[Saved data entries]
***

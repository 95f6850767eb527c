//! Setup and teardown of the logging pipeline
//!
//! The [`LifecycleManager`] owns the ring buffer, the producer context and
//! the consumer thread. Its state moves through
//! `Uninitialized -> Active | Unformatted -> TornDown`; a torn-down manager
//! may be initialized again.

use crate::config::Config;
use crate::error::{LogError, LogResult, SegmentError};
use crate::handler::Handler;
use crate::logger::{LogContext, Logger};
use crate::memory::ring::RingBuffer;
use crate::memory::segment::Segment;
use crate::memory::SegmentHeader;
use once_cell::sync::Lazy;
use parking_lot::Mutex;
use std::sync::Arc;
use std::thread::JoinHandle;

/// Result of [`LifecycleManager::init`]
#[derive(Debug, Clone, Copy, PartialEq, Eq)]
pub enum InitOutcome {
    /// The ring buffer is live
    Success,
    /// The segment could not be sized for the requested capacity; nothing was set up
    ShmTooSmall,
    /// Raw passthrough was requested, or the segment to attach is not a ring
    Unformatted,
}

struct Active {
    ring: Arc<RingBuffer>,
    context: Arc<LogContext>,
    consumer: Option<JoinHandle<Handler>>,
    config: Config,
}

impl Active {
    fn owns_ring(&self) -> bool {
        !self.config.attach
    }
}

enum State {
    Uninitialized,
    Active(Active),
    Unformatted,
    TornDown,
}

static GLOBAL: Lazy<LifecycleManager> = Lazy::new(LifecycleManager::new);

/// Owner of one logging pipeline
pub struct LifecycleManager {
    state: Mutex<State>,
}

impl Default for LifecycleManager {
    fn default() -> Self {
        Self::new()
    }
}

impl LifecycleManager {
    /// Manager in the uninitialized state
    pub fn new() -> Self {
        Self {
            state: Mutex::new(State::Uninitialized),
        }
    }

    /// Process-wide manager used by the crate-level helpers
    pub fn global() -> &'static LifecycleManager {
        &GLOBAL
    }

    /// Set up the ring buffer described by `config`
    ///
    /// A size shortfall is reported as [`InitOutcome::ShmTooSmall`] and
    /// leaves the manager as it was, so `init` can be retried with a smaller
    /// layout. Other setup failures are returned as errors.
    ///
    /// # Panics
    ///
    /// Panics if the manager is already initialized.
    pub fn init(&self, config: Config) -> LogResult<InitOutcome> {
        let mut state = self.state.lock();
        if matches!(*state, State::Active(_) | State::Unformatted) {
            panic!("logging pipeline is already initialized; call deinit first");
        }

        if config.raw {
            *state = State::Unformatted;
            tracing::info!("raw passthrough requested, no ring buffer");
            return Ok(InitOutcome::Unformatted);
        }
        config.validate()?;

        let ring = if config.attach {
            attach_ring(&config)
        } else {
            create_ring(&config)
        };

        match ring {
            Ok(ring) => {
                let ring = Arc::new(ring);
                tracing::info!(
                    capacity = ring.capacity(),
                    slot_stride = ring.slot_stride(),
                    segment = ?ring.segment().path(),
                    "ring buffer initialized"
                );
                let context = Arc::new(LogContext::new(ring.clone(), config.on_drop.clone()));
                *state = State::Active(Active {
                    ring,
                    context,
                    consumer: None,
                    config,
                });
                Ok(InitOutcome::Success)
            }
            Err(SegmentError::TooSmall {
                required,
                available,
            }) => {
                tracing::info!(required, available, "shared memory too small for ring buffer");
                Ok(InitOutcome::ShmTooSmall)
            }
            Err(SegmentError::Unformatted) => {
                *state = State::Unformatted;
                tracing::info!("segment is not a ring buffer, running unformatted");
                Ok(InitOutcome::Unformatted)
            }
            Err(SegmentError::Log(err)) => Err(err),
        }
    }

    /// Shut the pipeline down
    ///
    /// Further pushes fail with [`PushError::Closed`](crate::PushError::Closed).
    /// The consumer thread, if started, drains or discards what is queued
    /// and is joined. A named segment created by this manager is unlinked.
    ///
    /// # Panics
    ///
    /// Panics if the manager was never initialized or is already torn down.
    pub fn deinit(&self) {
        let previous = {
            let mut state = self.state.lock();
            match *state {
                State::Uninitialized => panic!("deinit called before init"),
                State::TornDown => panic!("deinit called twice"),
                _ => std::mem::replace(&mut *state, State::TornDown),
            }
        };

        if let State::Active(active) = previous {
            teardown(active);
            tracing::info!("logging pipeline torn down");
        }
    }

    /// Whether a ring buffer is live
    pub fn is_active(&self) -> bool {
        matches!(*self.state.lock(), State::Active(_))
    }

    /// Logger for the live ring, or a detached one
    pub fn logger(&self) -> Logger {
        match &*self.state.lock() {
            State::Active(active) => Logger::from_context(active.context.clone()),
            _ => Logger::detached(),
        }
    }

    /// The live ring buffer
    pub fn ring(&self) -> Option<Arc<RingBuffer>> {
        match &*self.state.lock() {
            State::Active(active) => Some(active.ring.clone()),
            _ => None,
        }
    }

    /// Handler bound to the live ring's consumer, set up from the config
    pub fn handler(&self) -> LogResult<Handler> {
        let state = self.state.lock();
        let State::Active(active) = &*state else {
            return Err(LogError::NotActive);
        };
        let consumer = active.ring.consumer().ok_or(LogError::ConsumerBusy)?;
        let mut handler = Handler::new(consumer)
            .with_poll_interval(active.config.poll_interval_duration())
            .with_drain_on_shutdown(active.config.drain_on_shutdown);
        handler.set_sink_error_callback(active.config.on_sink_error.clone());
        Ok(handler)
    }

    /// Run `handler` on the consumer thread until [`LifecycleManager::deinit`]
    pub fn start(&self, handler: Handler) -> LogResult<()> {
        let mut state = self.state.lock();
        let State::Active(active) = &mut *state else {
            return Err(LogError::NotActive);
        };
        if !Arc::ptr_eq(handler.ring(), &active.ring) {
            return Err(LogError::InvalidConfig {
                reason: "handler drains a different ring buffer",
            });
        }
        if active.consumer.is_some() {
            return Err(LogError::ConsumerBusy);
        }
        active.consumer = Some(handler.spawn()?);
        tracing::debug!("consumer thread started");
        Ok(())
    }
}

impl Drop for LifecycleManager {
    fn drop(&mut self) {
        let state = std::mem::replace(self.state.get_mut(), State::TornDown);
        if let State::Active(active) = state {
            teardown(active);
        }
    }
}

impl std::fmt::Debug for LifecycleManager {
    fn fmt(&self, f: &mut std::fmt::Formatter<'_>) -> std::fmt::Result {
        let state = match &*self.state.lock() {
            State::Uninitialized => "uninitialized",
            State::Active(_) => "active",
            State::Unformatted => "unformatted",
            State::TornDown => "torn down",
        };
        f.debug_struct("LifecycleManager")
            .field("state", &state)
            .finish()
    }
}

fn create_ring(config: &Config) -> Result<RingBuffer, SegmentError> {
    let slot_size = config.effective_slot_size();
    let limit = config.max_segment_bytes.unwrap_or(u64::MAX);
    let required = RingBuffer::required_len(config.capacity, slot_size).ok_or(
        SegmentError::TooSmall {
            required: u64::MAX,
            available: limit,
        },
    )?;
    if required as u64 > limit {
        return Err(SegmentError::TooSmall {
            required: required as u64,
            available: limit,
        });
    }

    let segment = match &config.shm_name {
        Some(name) => Segment::create(&config.shm_dir, name, required)?,
        None => Segment::anonymous(required)?,
    };
    RingBuffer::format(segment, config.capacity, slot_size, config.threshold_level)
}

fn attach_ring(config: &Config) -> Result<RingBuffer, SegmentError> {
    let name = config.shm_name.as_deref().ok_or(LogError::InvalidConfig {
        reason: "attach requires shm_name",
    })?;
    let segment = Segment::open(&config.shm_dir, name, SegmentHeader::SIZE)?;
    RingBuffer::attach(segment)
}

fn teardown(active: Active) {
    active.context.close();
    if active.owns_ring() || active.consumer.is_some() {
        active.ring.close();
    }
    if let Some(consumer) = active.consumer {
        match consumer.join() {
            Ok(handler) => tracing::debug!(stats = ?handler.stats(), "consumer joined"),
            Err(_) => tracing::warn!("consumer thread panicked"),
        }
    }
    if let Err(err) = active.ring.segment().unlink() {
        tracing::warn!(error = %err, "failed to remove shared segment");
    }
}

***

> EXERCISE
Where a line above holds the word "bool", copy it.

> REPLY TO THE TASK
    fn owns_ring(&self) -> bool {
    pub fn is_active(&self) -> bool {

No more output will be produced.